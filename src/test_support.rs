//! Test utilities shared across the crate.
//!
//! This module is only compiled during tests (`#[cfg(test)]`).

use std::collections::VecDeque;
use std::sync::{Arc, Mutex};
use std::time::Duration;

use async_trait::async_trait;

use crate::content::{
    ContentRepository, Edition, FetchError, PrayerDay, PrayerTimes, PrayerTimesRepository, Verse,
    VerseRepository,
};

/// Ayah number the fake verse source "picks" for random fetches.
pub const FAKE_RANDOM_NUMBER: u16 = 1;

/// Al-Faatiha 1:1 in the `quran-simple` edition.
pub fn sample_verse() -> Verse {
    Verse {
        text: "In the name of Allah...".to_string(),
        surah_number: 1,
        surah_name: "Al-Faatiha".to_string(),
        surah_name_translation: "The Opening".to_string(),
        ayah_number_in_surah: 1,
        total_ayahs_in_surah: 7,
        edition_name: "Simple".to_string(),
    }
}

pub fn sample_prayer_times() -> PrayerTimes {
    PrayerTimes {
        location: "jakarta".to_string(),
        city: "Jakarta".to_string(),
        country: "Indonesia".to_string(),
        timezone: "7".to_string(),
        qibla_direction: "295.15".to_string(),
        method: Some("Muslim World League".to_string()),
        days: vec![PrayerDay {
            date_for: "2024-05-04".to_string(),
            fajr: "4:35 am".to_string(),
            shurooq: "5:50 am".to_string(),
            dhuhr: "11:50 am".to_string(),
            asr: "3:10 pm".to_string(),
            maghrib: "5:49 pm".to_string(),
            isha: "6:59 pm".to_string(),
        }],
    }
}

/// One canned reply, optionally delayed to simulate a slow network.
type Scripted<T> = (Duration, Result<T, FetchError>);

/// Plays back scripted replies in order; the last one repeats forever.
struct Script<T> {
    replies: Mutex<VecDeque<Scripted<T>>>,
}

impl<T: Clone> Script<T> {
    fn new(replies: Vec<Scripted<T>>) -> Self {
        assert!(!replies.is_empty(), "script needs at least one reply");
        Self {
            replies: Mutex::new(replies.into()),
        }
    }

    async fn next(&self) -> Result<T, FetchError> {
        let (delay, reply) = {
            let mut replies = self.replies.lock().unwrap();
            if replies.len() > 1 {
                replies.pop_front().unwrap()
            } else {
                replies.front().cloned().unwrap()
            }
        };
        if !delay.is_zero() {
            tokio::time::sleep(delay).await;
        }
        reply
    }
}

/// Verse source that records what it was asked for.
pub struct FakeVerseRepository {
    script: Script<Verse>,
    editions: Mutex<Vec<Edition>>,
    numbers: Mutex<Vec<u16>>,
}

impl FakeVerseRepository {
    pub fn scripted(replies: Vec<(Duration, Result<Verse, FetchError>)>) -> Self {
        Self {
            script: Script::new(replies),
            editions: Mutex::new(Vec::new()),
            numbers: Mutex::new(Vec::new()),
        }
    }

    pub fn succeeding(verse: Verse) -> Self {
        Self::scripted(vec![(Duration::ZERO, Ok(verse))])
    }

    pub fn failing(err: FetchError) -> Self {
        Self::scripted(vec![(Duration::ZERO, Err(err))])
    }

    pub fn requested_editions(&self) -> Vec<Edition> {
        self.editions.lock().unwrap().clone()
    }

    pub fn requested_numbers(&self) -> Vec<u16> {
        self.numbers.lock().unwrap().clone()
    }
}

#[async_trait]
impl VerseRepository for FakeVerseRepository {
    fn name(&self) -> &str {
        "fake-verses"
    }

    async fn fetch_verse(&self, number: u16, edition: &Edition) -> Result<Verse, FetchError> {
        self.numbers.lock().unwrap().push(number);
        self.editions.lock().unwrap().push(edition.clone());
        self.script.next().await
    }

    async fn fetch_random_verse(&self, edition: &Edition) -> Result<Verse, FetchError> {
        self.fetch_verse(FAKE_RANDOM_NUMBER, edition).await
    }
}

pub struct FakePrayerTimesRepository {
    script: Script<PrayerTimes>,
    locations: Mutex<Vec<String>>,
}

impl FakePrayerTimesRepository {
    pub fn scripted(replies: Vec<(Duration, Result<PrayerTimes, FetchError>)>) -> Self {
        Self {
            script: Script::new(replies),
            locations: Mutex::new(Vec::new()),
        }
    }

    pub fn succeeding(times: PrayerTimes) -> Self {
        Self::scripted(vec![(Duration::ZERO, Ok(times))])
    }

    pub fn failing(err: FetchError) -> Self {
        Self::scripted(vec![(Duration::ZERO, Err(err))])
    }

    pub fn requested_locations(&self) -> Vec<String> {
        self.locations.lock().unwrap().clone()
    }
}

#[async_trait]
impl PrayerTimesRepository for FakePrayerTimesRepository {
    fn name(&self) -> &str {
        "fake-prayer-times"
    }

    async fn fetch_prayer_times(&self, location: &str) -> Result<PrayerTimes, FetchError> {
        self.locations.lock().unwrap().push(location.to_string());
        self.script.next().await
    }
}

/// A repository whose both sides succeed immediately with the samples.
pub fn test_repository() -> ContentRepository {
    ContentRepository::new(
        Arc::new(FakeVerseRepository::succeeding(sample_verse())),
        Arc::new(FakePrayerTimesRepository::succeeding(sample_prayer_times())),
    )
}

════════════════

#### [What is required]
Go through the material and copy each line that contains "ContentRepository".

#### [Finished task]
    ContentRepository, Edition, FetchError, PrayerDay, PrayerTimes, PrayerTimesRepository, Verse,
pub fn test_repository() -> ContentRepository {
    ContentRepository::new(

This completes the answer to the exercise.